We’ve already established that whatever your formal title, we want you to think of yourself as the ‘Director of Emotional Safety’. This means that you make people feel safe when they are bringing you bad news, even if that news is about you.
Our theory is that the higher you go on the organizational chart, the more potential there is for you to become dangerous to the organization.
When we get startled or scared, we breathe in. When we feel relieved, we breathe out. If I were to do something right now to scare you, like tell you I have to give you bad news, you would be likely to breathe in. Alternatively, if I were to tell you I just resolved a problem you’ve been worried about for 6 months, you would breathe out a sigh of relief. The question we have for you is: ‘are you creating more breathing in or breathing out moments for the people you work with?’ When I come into your office am I thinking, “hmph, the last two people who brought him bad news got fired, and I’m probably next” or am I thinking, (inhale) “this is really bad news, but, (exhale) she’s a great person to bring bad news to. She’s solution oriented, and does not blame the messenger.”
When people are afraid to bring you bad news they stop doing it. This means that the higher you are on the organizational chart and the more authority you have, the more dangerous you might be if people are not giving you real-time information about the organizational realities. They may be withholding critical information from you, information that you need to make fully informed decisions.

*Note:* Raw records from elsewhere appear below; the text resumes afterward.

//! Engine error type.

use thiserror::Error;

/// Fatal conditions raised by the core.
///
/// Data exhaustion is not an error, and neither is querying an unknown symbol
/// on the data handler; both are reported through return values.
#[derive(Debug, Error)]
pub enum EngineError {
    #[error("unknown signal type: {0}")]
    UnknownSignalType(String),

    #[error("no market data available for '{symbol}'")]
    NoMarketData { symbol: String },

    #[error("symbol '{symbol}' has no bars")]
    EmptySeries { symbol: String },

    #[error("symbol '{symbol}' is listed more than once")]
    DuplicateSymbol { symbol: String },

    #[error("symbol '{symbol}' is not part of the configured universe")]
    UnknownSymbol { symbol: String },

    #[error("universe is empty")]
    EmptyUniverse,

    #[error("invalid parameter: {0}")]
    InvalidParameter(String),
}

In short, if you don’t create emotional safety for others, you will still retain your authority and responsibility and you will be making decisions in an information vacuum. This makes you dangerous, and the higher you are on the org-chart, the more danger you present to the organization.
What advice do we give our clients? We advise them to ‘reform or remove’ the players who may have great technical competence and at the same time, deliver a cultural cancer to the organization. This means giving people the coaching and resources to reform their behavior, and if they can’t, inviting them to bring their talents to your competitor. The most dangerous people in your organization are the ones who use their job-related talent to justify their destructive behavior with others. We say that pain of a vacancy is less acute than the pain of having a person who is dismantling your culture.
Try this: ask people you work with how they feel when they see your name on incoming e-mail and/or when they see you on their calendar. Are they breathing in or breathing out? The better you understand how people feel about you, the better you will be able to open the door to real-time, valuable information, the fuel for good decision-making.
Making others feel safe helps you do better work, while at the same time, makes your organization a great place to get work done. You are likely then to attract, develop, and retain top talent.